Le célèbre économiste John Maynard Keynes qui faisait partie de la délégation britannique estime que les rétorsions sont trop sévères. Mais n’étant pas entendu, il démissionne et écrit dès 1919 un livre intitulé « Les conséquences économiques de la paix ». Pour lui 

« les dispositions relatives au charbon et à l’acier sont plus importantes pour leurs conséquences sur l'économie industrielle intérieure de l'Allemagne, que pour la valeur monétaire qu'elles représentent immédiatement. L'Empire allemand a plus été construit sur la base du charbon et de l’acier qu'avec du sang et de l’acier. C’est l'habile exploitation des grands bassins houillers de la Ruhr, de la Haute-Silésie et de la Sarre qui a rendu possible le développement des entreprises métallurgiques, chimiques et électriques, et qui ont fait de l'Allemagne la première nation industrielle de l'Europe continentale. Un tiers de la population allemande vit dans des villes de plus de 20 000 habitants, une concentration industrielle qui n’est possible que grâce au charbon et à l’acier. C'est pourquoi en frappant les ressources houillères, les hommes politiques français ne se sont pas trompés de cible. » 

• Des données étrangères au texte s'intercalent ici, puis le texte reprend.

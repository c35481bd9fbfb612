//! Frame production pipeline.
//!
//! The pieces the worker task composes: the bounded queue the host drains,
//! the clock frame timestamps are posted against, and the cooldown state
//! that drives masking. [`StreamShared`] is the lifecycle word connecting
//! the worker to start/stop calls and device property reads.

pub mod clock;
pub mod cooldown;
pub mod queue;
pub mod worker;

pub use clock::StreamClock;
pub use cooldown::{CooldownState, MaskingState, TickOutcome};
pub use queue::{FrameQueue, QueueAlteredFn};
pub use worker::{StreamShared, WorkerContext};
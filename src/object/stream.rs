//! The video stream object.
//!
//! Owns the production side of the pipeline: the bounded queue, the clock,
//! the detector, and the lifecycle of the worker task. `start` and `stop`
//! are idempotent; a start without an available capture device is absorbed
//! and the stream simply stays stopped.

use std::fmt;
use std::pin::Pin;
use std::sync::{Arc, Mutex, PoisonError};
use std::task::{Context, Poll};

use futures::Stream;
use tokio::sync::watch;
use tokio_stream::wrappers::WatchStream;
use tokio_util::sync::CancellationToken;
use tracing::{debug, info};

use super::handle::{HandleTable, HandleValue};
use super::property::{Property, PropertyTable};
use super::{CameraObject, ObjectClass, ObjectId};
use crate::CameraError;
use crate::config::CameraConfig;
use crate::detect::Detector;
use crate::pipeline::{
    FrameQueue, QueueAlteredFn, StreamClock, StreamShared, WorkerContext, worker,
};
use crate::source::CaptureOpener;
use crate::types::{PropertyValue, StreamFormat, ValueRange, VideoFrame, selector};

/// The device's single video stream.
pub struct StreamObject {
    object_id: ObjectId,
    properties: PropertyTable,
    config: CameraConfig,
    format: Arc<StreamFormat>,
    shared: Arc<StreamShared>,
    queue: Arc<FrameQueue>,
    clock: Arc<StreamClock>,
    opener: Arc<dyn CaptureOpener>,
    detector: Arc<Mutex<dyn Detector>>,
    cancel: Mutex<Option<CancellationToken>>,
    frames_tx: watch::Sender<Option<Arc<VideoFrame>>>,
}

impl StreamObject {
    /// Build the stream, retaining its format, format list, and clock in
    /// `handles`.
    pub fn new(
        object_id: ObjectId,
        handles: &HandleTable,
        config: &CameraConfig,
        shared: Arc<StreamShared>,
        opener: Arc<dyn CaptureOpener>,
        detector: Arc<Mutex<dyn Detector>>,
    ) -> Self {
        let format = Arc::new(config.stream_format());
        let clock = Arc::new(StreamClock::new(
            format!("{} clock", config.device_name),
            config.frame_rate,
        ));
        let queue = Arc::new(FrameQueue::with_capacity(config.queue_capacity));
        let (frames_tx, _) = watch::channel(None);

        let format_handle = handles.retain(HandleValue::Format(Arc::clone(&format)));
        let list_handle = handles
            .retain(HandleValue::FormatList(Arc::from(vec![Arc::clone(&format)])));
        let clock_handle = handles.retain(HandleValue::Clock(Arc::clone(&clock)));

        let text = |value: &str| PropertyValue::Text(handles.retain_text(value));
        let rate = config.frame_rate;

        let mut properties = PropertyTable::new();
        properties.insert(selector::OBJECT_NAME, Property::fixed(text(&config.device_name)));
        properties.insert(selector::STREAM_DIRECTION, Property::fixed(0u32));
        properties
            .insert(selector::STREAM_FORMAT, Property::fixed(PropertyValue::Handle(format_handle)));
        properties.insert(
            selector::STREAM_FORMAT_LIST,
            Property::fixed(PropertyValue::HandleList(list_handle)),
        );
        properties.insert(selector::STREAM_FRAME_RATE, Property::fixed(rate));
        properties.insert(selector::STREAM_FRAME_RATE_LIST, Property::fixed(rate));
        properties.insert(selector::STREAM_MINIMUM_FRAME_RATE, Property::fixed(rate));
        properties.insert(
            selector::STREAM_FRAME_RATE_RANGES,
            Property::fixed(ValueRange::new(rate, rate)),
        );
        properties
            .insert(selector::STREAM_CLOCK, Property::fixed(PropertyValue::Handle(clock_handle)));

        Self {
            object_id,
            properties,
            config: config.clone(),
            format,
            shared,
            queue,
            clock,
            opener,
            detector,
            cancel: Mutex::new(None),
            frames_tx,
        }
    }

    /// Begin producing frames. No-op while already running or when no
    /// capture device is available. Must be called within a tokio runtime.
    pub fn start(&self) {
        // Lifecycle calls serialize on the token slot; without it two
        // concurrent starts could each spawn a worker.
        let mut slot = self.cancel.lock().unwrap_or_else(PoisonError::into_inner);
        if self.shared.is_running() {
            debug!(stream = %self.object_id, "start ignored, already running");
            return;
        }
        let Some(source) = self.opener.open_default() else {
            debug!(stream = %self.object_id, "no capture device available, stream stays stopped");
            return;
        };

        let epoch = self.shared.begin_run();
        let cancel = CancellationToken::new();
        *slot = Some(cancel.clone());

        let _task = worker::spawn(WorkerContext {
            config: self.config.clone(),
            shared: Arc::clone(&self.shared),
            queue: Arc::clone(&self.queue),
            clock: Arc::clone(&self.clock),
            detector: Arc::clone(&self.detector),
            frames: self.frames_tx.clone(),
            cancel,
            epoch,
            source,
        });
        info!(stream = %self.object_id, epoch, "stream started");
    }

    /// Stop producing frames. No-op while already stopped.
    ///
    /// The running flag drops before this returns; the worker retires
    /// asynchronously and discards any in-flight detection result.
    pub fn stop(&self) {
        let mut slot = self.cancel.lock().unwrap_or_else(PoisonError::into_inner);
        if !self.shared.is_running() {
            debug!(stream = %self.object_id, "stop ignored, not running");
            return;
        }
        if let Some(cancel) = slot.take() {
            cancel.cancel();
        }
        self.shared.end_run();
        self.frames_tx.send_replace(None);
        info!(stream = %self.object_id, "stream stopped");
    }

    /// Hand the host the frame queue, registering its queue-altered
    /// callback. The callback runs synchronously on each accepted frame.
    pub fn copy_buffer_queue(&self, on_altered: QueueAlteredFn) -> Arc<FrameQueue> {
        self.queue.set_altered_callback(on_altered);
        Arc::clone(&self.queue)
    }

    /// Subscribe to frames accepted into the queue.
    ///
    /// Built on a watch channel: a slow monitor observes the latest
    /// accepted frame rather than every frame, and the producer never waits
    /// for it. Stopped periods surface as silence; the stream ends when the
    /// owning object goes away.
    pub fn frame_updates(&self) -> FrameUpdates {
        FrameUpdates { inner: WatchStream::new(self.frames_tx.subscribe()) }
    }

    /// Whether a worker currently owns the stream.
    pub fn is_running(&self) -> bool {
        self.shared.is_running()
    }

    /// The stream's published format.
    pub fn format(&self) -> &StreamFormat {
        &self.format
    }

    /// The queue the host drains.
    pub fn queue(&self) -> &Arc<FrameQueue> {
        &self.queue
    }

    /// The clock timestamps are posted against.
    pub fn clock(&self) -> &Arc<StreamClock> {
        &self.clock
    }

    /// Sequence slot the next accepted frame will occupy.
    pub fn next_sequence(&self) -> u64 {
        self.shared.next_sequence()
    }

    /// Take the terminal failure from the last run, if it ended in one.
    pub fn take_failure(&self) -> Option<CameraError> {
        self.shared.take_failure()
    }
}

impl CameraObject for StreamObject {
    fn object_id(&self) -> ObjectId {
        self.object_id
    }

    fn class(&self) -> ObjectClass {
        ObjectClass::Stream
    }

    fn properties(&self) -> &PropertyTable {
        &self.properties
    }
}

impl Drop for StreamObject {
    fn drop(&mut self) {
        if let Some(cancel) =
            self.cancel.lock().unwrap_or_else(PoisonError::into_inner).take()
        {
            cancel.cancel();
        }
    }
}

impl fmt::Debug for StreamObject {
    fn fmt(&self, f: &mut fmt::Formatter<'_>) -> fmt::Result {
        f.debug_struct("StreamObject")
            .field("object_id", &self.object_id)
            .field("running", &self.is_running())
            .field("format", &self.format)
            .finish_non_exhaustive()
    }
}

/// Stream of frames accepted into the queue. See
/// [`StreamObject::frame_updates`].
pub struct FrameUpdates {
    inner: WatchStream<Option<Arc<VideoFrame>>>,
}

impl Stream for FrameUpdates {
    type Item = Arc<VideoFrame>;

    fn poll_next(mut self: Pin<&mut Self>, cx: &mut Context<'_>) -> Poll<Option<Self::Item>> {
        // The watch value is None between runs; skip those and yield frames.
        loop {
            match Pin::new(&mut self.inner).poll_next(cx) {
                Poll::Ready(Some(Some(frame))) => return Poll::Ready(Some(frame)),
                Poll::Ready(Some(None)) => continue,
                Poll::Ready(None) => return Poll::Ready(None),
                Poll::Pending => return Poll::Pending,
            }
        }
    }
}

impl fmt::Debug for FrameUpdates {
    fn fmt(&self, f: &mut fmt::Formatter<'_>) -> fmt::Result {
        f.debug_struct("FrameUpdates").finish_non_exhaustive()
    }
}
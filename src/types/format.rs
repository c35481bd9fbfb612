//! Stream format descriptors.

use serde::{Deserialize, Serialize};

/// Pixel layouts the virtual device can publish.
///
/// Both layouts are 32 bits per pixel; the variants differ only in channel
/// order. Blank (masked) frames are all-zero bytes in either layout.
#[derive(Debug, Clone, Copy, PartialEq, Eq, Hash, Serialize, Deserialize)]
#[serde(rename_all = "snake_case")]
pub enum PixelFormat {
    /// Blue, green, red, alpha byte order.
    Bgra32,
    /// Alpha, red, green, blue byte order.
    Argb32,
}

impl PixelFormat {
    /// Bytes per pixel for this layout.
    pub const fn bytes_per_pixel(&self) -> usize {
        4
    }

    /// Four-character code identifying this layout on the wire.
    pub const fn fourcc(&self) -> u32 {
        match self {
            PixelFormat::Bgra32 => u32::from_be_bytes(*b"BGRA"),
            PixelFormat::Argb32 => u32::from_be_bytes(*b"ARGB"),
        }
    }
}

/// One publishable stream format: dimensions, pixel layout, nominal rate.
///
/// The active format and the supported-format list are exposed to hosts as
/// handle-valued properties resolving to this descriptor.
#[derive(Debug, Clone, PartialEq, Serialize, Deserialize)]
pub struct StreamFormat {
    pub width: u32,
    pub height: u32,
    pub pixel_format: PixelFormat,
    pub frame_rate: f64,
}

impl StreamFormat {
    /// Size in bytes of one uncompressed frame in this format.
    pub fn frame_bytes(&self) -> usize {
        self.width as usize * self.height as usize * self.pixel_format.bytes_per_pixel()
    }
}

Keynes, en économiste qui connaissait l’importance cruciale de l’énergie, avait raison puisque cetraité finit par étrangler économiquement l'Allemagne. Certes, la création de la ville libre de Dantzig (Gdańsk  aujourd’hui) au détriment de la population à 95 % germanophone et l’intégration des Sudètes à la nouvelle Tchécoslovaquie sont d’autres éléments qui ont exacerbé l’Allemagne. D’ailleurs Lord Halifax, Ministre des affaires étrangères britannique, avait laissé entendre à Adolphe Hitler en 1937 que l’on devrait un jour parler de ces rétorsions excessives. L’apathie de la France et de l’Allemagne face aux exactions des nazis à Dantzig et avec les Sudètes a conduit à la Seconde Guerre mondiale qui a été plus terrible que la première. 

Mais l’asphyxie économique de l’Allemagne par la pénalisation énergétique a servi de leçon à Monet et Schuman. 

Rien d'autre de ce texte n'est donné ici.